Assigned task: The expected answer holds every line from the first line of the data below through the line containing "use tracing_subscriber::EnvFilter;", exactly as written, and no other line.

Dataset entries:

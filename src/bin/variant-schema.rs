//! Variant Schema CLI
//!
//! Command-line interface for generating, inspecting, validating and linting
//! entity variants.

use std::path::{Path, PathBuf};
use std::process::ExitCode;

use clap::{Parser, Subcommand, ValueEnum};
use tracing_subscriber::EnvFilter;
use variant_schema::{
    build_variant, emit_artifacts, generate, lint, load_entities_auto, validate, ArtifactSink,
    DirSink, EntitySchema, Emitter, FileStatus, GenerateOptions, JsonEmitter, KotlinEmitter,
    TypeResolver, ValidateError, VariantKind, WriterSink,
};

const DEFAULT_LOG_FILTER: &str = "variant_schema=warn";

#[derive(Parser)]
#[command(name = "variant-schema")]
#[command(about = "Generate Partial/Create/Update/Dto variants from entity definitions")]
#[command(version)]
struct Cli {
    /// Log generation details to stderr
    #[arg(long, short, global = true)]
    verbose: bool,

    #[command(subcommand)]
    command: Commands,
}

#[derive(Clone, Copy, ValueEnum)]
enum Format {
    Kotlin,
    Json,
}

#[derive(Subcommand)]
enum Commands {
    /// Generate every requested variant of every entity
    Generate {
        /// Entity definition sources: file paths or URLs (http:// or https://)
        #[arg(required = true)]
        sources: Vec<String>,

        /// Output directory (stdout if not specified)
        #[arg(long)]
        out: Option<PathBuf>,

        /// Output format
        #[arg(long, value_enum, default_value = "kotlin")]
        format: Format,

        /// Strict mode: override type names must resolve to a known type
        #[arg(long)]
        strict: bool,

        /// Fully qualified type reachable at emission time besides the generated ones (repeatable)
        #[arg(long = "known-type", value_name = "NAME")]
        known_types: Vec<String>,

        /// Extra type mapping applied during resolution, FROM=TO (repeatable)
        #[arg(long = "map-type", value_name = "FROM=TO", value_parser = parse_mapping)]
        map_types: Vec<(String, String)>,
    },

    /// Print one resolved variant as JSON
    Resolve {
        /// Entity definition source: file path or URL
        source: String,

        /// Entity to resolve
        #[arg(long)]
        entity: String,

        /// Variant kind (e.g., Create, Update, Dto, Partial)
        #[arg(long, short)]
        kind: String,

        /// Pretty-print JSON output
        #[arg(long)]
        pretty: bool,
    },

    /// Validate a JSON payload against a variant
    Validate {
        /// Payload file to validate
        payload: PathBuf,

        /// Entity definition source: file path or URL
        #[arg(long)]
        entities: String,

        /// Entity the payload belongs to
        #[arg(long)]
        entity: String,

        /// Variant kind the payload should match
        #[arg(long, short)]
        kind: String,

        /// Output results as JSON (for automation)
        #[arg(long)]
        json: bool,

        /// Strict mode: reject fields outside the variant (default: false)
        #[arg(long, default_value_t = false, action = clap::ArgAction::Set)]
        strict: bool,
    },

    /// Lint entity definition files for errors
    Lint {
        /// File or directory to lint
        path: PathBuf,

        /// Output format: text (default) or json
        #[arg(long, default_value = "text")]
        format: String,

        /// Treat warnings as errors
        #[arg(long)]
        strict: bool,

        /// Suppress progress output, only show errors
        #[arg(long, short)]
        quiet: bool,
    },
}

fn main() -> ExitCode {
    let cli = Cli::parse();
    init_logging(cli.verbose);

    let result = match cli.command {
        Commands::Generate {
            sources,
            out,
            format,
            strict,
            known_types,
            map_types,
        } => run_generate(GenerateArgs {
            sources,
            out,
            format,
            strict,
            known_types,
            map_types,
        }),

        Commands::Resolve {
            source,
            entity,
            kind,
            pretty,
        } => run_resolve(&source, &entity, &kind, pretty),

        Commands::Validate {
            payload,
            entities,
            entity,
            kind,
            json,
            strict,
        } => run_validate(&payload, &entities, &entity, &kind, json, strict),

        Commands::Lint {
            path,
            format,
            strict,
            quiet,
        } => run_lint(&path, &format, strict, quiet),
    };

    match result {
        Ok(()) => ExitCode::SUCCESS,
        Err(code) => ExitCode::from(code),
    }
}

fn init_logging(verbose: bool) {
    let filter = if verbose {
        EnvFilter::new("variant_schema=debug")
    } else {
        EnvFilter::try_from_default_env().unwrap_or_else(|_| EnvFilter::new(DEFAULT_LOG_FILTER))
    };

    tracing_subscriber::fmt()
        .with_env_filter(filter)
        .with_writer(std::io::stderr)
        .with_target(false)
        .init();
}

fn parse_mapping(s: &str) -> Result<(String, String), String> {
    match s.split_once('=') {
        Some((from, to)) if !from.trim().is_empty() && !to.trim().is_empty() => {
            Ok((from.trim().to_string(), to.trim().to_string()))
        }
        _ => Err(format!("expected FROM=TO, got \"{}\"", s)),
    }
}

struct GenerateArgs {
    sources: Vec<String>,
    out: Option<PathBuf>,
    format: Format,
    strict: bool,
    known_types: Vec<String>,
    map_types: Vec<(String, String)>,
}

fn run_generate(args: GenerateArgs) -> Result<(), u8> {
    let mut entities = Vec::new();
    for source in &args.sources {
        let loaded = load_entities_auto(source).map_err(|e| {
            eprintln!("Error: {}: {}", source, e);
            e.exit_code() as u8
        })?;
        entities.extend(loaded);
    }

    let resolver = args
        .map_types
        .into_iter()
        .fold(TypeResolver::default(), |r, (from, to)| r.with_mapping(from, to));
    let options = args
        .known_types
        .into_iter()
        .fold(GenerateOptions::new().strict(args.strict), |o, name| {
            o.known_type(name)
        })
        .type_resolver(resolver);

    let report = generate(&entities, &options);
    for failure in &report.failures {
        eprintln!("Error: {}", failure.error);
    }

    let emitter: &dyn Emitter = match args.format {
        Format::Kotlin => &KotlinEmitter,
        Format::Json => &JsonEmitter,
    };
    let mut dir_sink;
    let mut stdout_sink;
    let sink: &mut dyn ArtifactSink = match &args.out {
        Some(dir) => {
            dir_sink = DirSink::new(dir);
            &mut dir_sink
        }
        None => {
            stdout_sink = WriterSink::new(std::io::stdout());
            &mut stdout_sink
        }
    };

    emit_artifacts(&report.artifacts, emitter, sink).map_err(|e| {
        eprintln!("Error: {}", e);
        e.exit_code() as u8
    })?;

    if report.is_ok() {
        Ok(())
    } else {
        Err(2)
    }
}

fn find_entity(source: &str, name: &str) -> Result<EntitySchema, String> {
    let entities = load_entities_auto(source).map_err(|e| e.to_string())?;
    entities
        .into_iter()
        .find(|e| e.name == name)
        .ok_or_else(|| format!("entity \"{}\" not found in {}", name, source))
}

fn resolve_variant(
    source: &str,
    entity_name: &str,
    kind: &str,
) -> Result<variant_schema::VariantSchema, String> {
    let entity = find_entity(source, entity_name)?;
    let kind = VariantKind::parse(kind);
    let include_to_partial = kind != VariantKind::Partial && entity.requests(&VariantKind::Partial);
    build_variant(&entity, &kind, include_to_partial, &TypeResolver::default())
        .map_err(|e| e.to_string())
}

fn run_resolve(source: &str, entity: &str, kind: &str, pretty: bool) -> Result<(), u8> {
    let variant = resolve_variant(source, entity, kind).map_err(|msg| {
        eprintln!("Error: {}", msg);
        2u8
    })?;

    let json_output = if pretty {
        serde_json::to_string_pretty(&variant)
    } else {
        serde_json::to_string(&variant)
    }
    .map_err(|e| {
        eprintln!("Error serializing output: {}", e);
        2u8
    })?;

    println!("{}", json_output);
    Ok(())
}

fn run_validate(
    payload_path: &Path,
    entities: &str,
    entity: &str,
    kind: &str,
    json_output: bool,
    strict: bool,
) -> Result<(), u8> {
    let payload = read_payload(payload_path).map_err(|(code, msg)| {
        report_error(json_output, &msg);
        code
    })?;

    let variant = resolve_variant(entities, entity, kind).map_err(|msg| {
        report_error(json_output, &msg);
        2u8
    })?;

    match validate(&payload, &variant, strict) {
        Ok(()) => {
            if json_output {
                println!(r#"{{"valid":true}}"#);
            } else {
                println!("Valid");
            }
            Ok(())
        }
        Err(ValidateError::Invalid { errors }) => {
            if json_output {
                let output = serde_json::json!({
                    "valid": false,
                    "errors": errors
                });
                println!("{}", output);
            } else {
                eprintln!("Validation failed:");
                for error in errors {
                    eprintln!("  {}", error);
                }
            }
            Err(1)
        }
        Err(e) => {
            report_error(json_output, &e.to_string());
            Err(e.exit_code() as u8)
        }
    }
}

fn read_payload(path: &Path) -> Result<serde_json::Value, (u8, String)> {
    let content = std::fs::read_to_string(path)
        .map_err(|e| (3, format!("loading payload {}: {}", path.display(), e)))?;
    serde_json::from_str(&content)
        .map_err(|e| (2, format!("loading payload {}: {}", path.display(), e)))
}

/// Output an error message in plain text or JSON format.
fn report_error(json_output: bool, msg: &str) {
    if json_output {
        println!("{}", serde_json::json!({ "valid": false, "error": msg }));
    } else {
        eprintln!("Error: {}", msg);
    }
}

fn run_lint(path: &Path, format: &str, strict: bool, quiet: bool) -> Result<(), u8> {
    use variant_schema::Severity;

    if !path.exists() {
        eprintln!("Error: path not found: {}", path.display());
        return Err(2);
    }

    let result = lint(path, strict);

    if format == "json" {
        let output = serde_json::to_string_pretty(&result).map_err(|e| {
            eprintln!("Error serializing output: {}", e);
            2u8
        })?;
        println!("{}", output);
    } else {
        if !quiet {
            println!("Linting {} ...\n", path.display());
        }

        for file_result in &result.results {
            let status_icon = match file_result.status {
                FileStatus::Ok => "\x1b[32m✓\x1b[0m",
                FileStatus::Warning => "\x1b[33m⚠\x1b[0m",
                FileStatus::Error => "\x1b[31m✗\x1b[0m",
            };

            if !quiet || file_result.status != FileStatus::Ok {
                println!("  {} {}", status_icon, file_result.file.display());
            }

            for diag in &file_result.diagnostics {
                let (color, label) = match diag.severity {
                    Severity::Error => ("\x1b[31m", "error"),
                    Severity::Warning => ("\x1b[33m", "warning"),
                };
                if !quiet || diag.severity == Severity::Error {
                    println!(
                        "    {}{}[{}]\x1b[0m: {} - {}",
                        color, label, diag.code, diag.path, diag.message
                    );
                }
            }
        }

        println!();
        if result.is_ok() && (!strict || result.warnings == 0) {
            println!(
                "\x1b[32m✓ {} files checked, all passed\x1b[0m",
                result.files_checked
            );
        } else {
            println!(
                "\x1b[31m✗ {} files checked: {} passed, {} failed ({} errors, {} warnings)\x1b[0m",
                result.files_checked, result.passed, result.failed, result.errors, result.warnings
            );
        }
    }

    if result.is_ok() && (!strict || result.warnings == 0) {
        Ok(())
    } else {
        Err(1)
    }
}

Written answer:
filename src/bin/variant-schema.rs
//! Variant Schema CLI
//!
//! Command-line interface for generating, inspecting, validating and linting
//! entity variants.

use std::path::{Path, PathBuf};
use std::process::ExitCode;

use clap::{Parser, Subcommand, ValueEnum};
use tracing_subscriber::EnvFilter;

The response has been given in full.